A autora sugere, ainda, um terceiro tipo de mediação – mediação de urgência – em que o é o próprio mediador a suscitar a mediação, quer quando há sofrimento evidente para uma ou ambas as partes, quer quando as partes estão bloqueadas, sem perspectivas de solução para o seu problema (Ibidem: 76). De salientar que o mediador se impõe pela convicção e não por intermédio da força. Posteriormente terá de haver a aceitação voluntária dos mediantes para o prosseguimento da mediação, que poderá enveredar por uma mediação de diferenças ou de diferendos.

Na perspectiva de Guillaume-Hofnung (1995: 76), a mediação é globalmente definida como:

“un mode de construction et de gestion de la vie sociale grâce à l’entremise d’un tiers, neutre, indépendant sans autre pouvoir que l’autorité que lui reconnaissent les médieurs qui l’auront choisi ou reconnu librement”

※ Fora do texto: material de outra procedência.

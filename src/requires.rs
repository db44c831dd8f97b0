//! Guards construction of components that need an optional external
//! dependency.
//!
//! The check runs before the guarded initializer, so a missing hard
//! requirement fails fast without any construction side effects. A
//! `warn_only` requirement downgrades the failure to a warning and lets
//! construction proceed.

use thiserror::Error;

/// A missing hard requirement.
#[derive(Error, Debug, Clone, PartialEq, Eq)]
#[error("{message}")]
pub struct RequirementError {
    pub dependency: String,
    pub message: String,
}

/// A named optional dependency with a failure policy.
#[derive(Debug, Clone)]
pub struct Requirement {
    dependency: String,
    message: Option<String>,
    warn_only: bool,
}

impl Requirement {
    pub fn new(dependency: impl Into<String>) -> Self {
        Self {
            dependency: dependency.into(),
            message: None,
            warn_only: false,
        }
    }

    /// Replaces the default error or warning text.
    pub fn with_message(mut self, message: impl Into<String>) -> Self {
        self.message = Some(message.into());
        self
    }

    /// Downgrades a failed check to a warning.
    pub fn warn_only(mut self) -> Self {
        self.warn_only = true;
        self
    }

    pub fn dependency(&self) -> &str {
        &self.dependency
    }

    /// Applies the failure policy to an availability verdict.
    pub fn check(&self, available: bool) -> Result<(), RequirementError> {
        if available {
            return Ok(());
        }

        if self.warn_only {
            let message = self
                .message
                .clone()
                .unwrap_or_else(|| format!("`{}` not available, proceeding anyway", self.dependency));
            tracing::warn!(dependency = %self.dependency, "{message}");
            return Ok(());
        }

        let message = self
            .message
            .clone()
            .unwrap_or_else(|| format!("`{}` is required", self.dependency));
        Err(RequirementError {
            dependency: self.dependency.clone(),
            message,
        })
    }

    /// Probes for the dependency and, only on success, runs the
    /// initializer. The probe receives the dependency name so one probe
    /// can serve several requirements.
    pub fn guard<T>(
        &self,
        probe: impl FnOnce(&str) -> bool,
        init: impl FnOnce() -> T,
    ) -> Result<T, RequirementError> {
        self.check(probe(&self.dependency))?;
        Ok(init())
    }
}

A autora chega mesmo a fazer algumas observações relacionadas com essa definição: (i) a mediação tem por missão o (r)estabelecimento da comunicação; (ii) a mediação encontra-se vocacionada também para a resolução de conflitos, ainda que na sua definição global não seja feita qualquer alusão ao conflito; (iii) a mediação é inexistente sem a presença de um terceiro elemento, e é ternária quer na sua estrutura quer no resultado (Ibidem: 76-77).

Antes de iniciar qualquer tipo de mediação é indispensável distinguir os conflitos que se podem mediar daqueles que requerem outro tipo de abordagem, como a aplicação de normas de disciplina e a intervenção terapêutica (Boqué et al., 2005). Torrego (2003) aponta também algumas situações perante as quais se deve evitar avançar com um processo de mediação, ou seja, quando: (i) os factos são muito recentes e os protagonistas estão tão fora de si que não conseguem escutar, conter-se ou tomar decisões; (ii) a complexidade do problema excede o que pode ser resolvido no âmbito da mediação (drogas, abusos, maus tratos, etc.); (iii) o problema tem especial relevância para a escola e esta pretende tomar alguma decisão ou medidas directamente.

9 Guillaume-Hofnung (1995) designa as partes de mediantes, por serem sujeitos activos e não passivos no processo de mediação.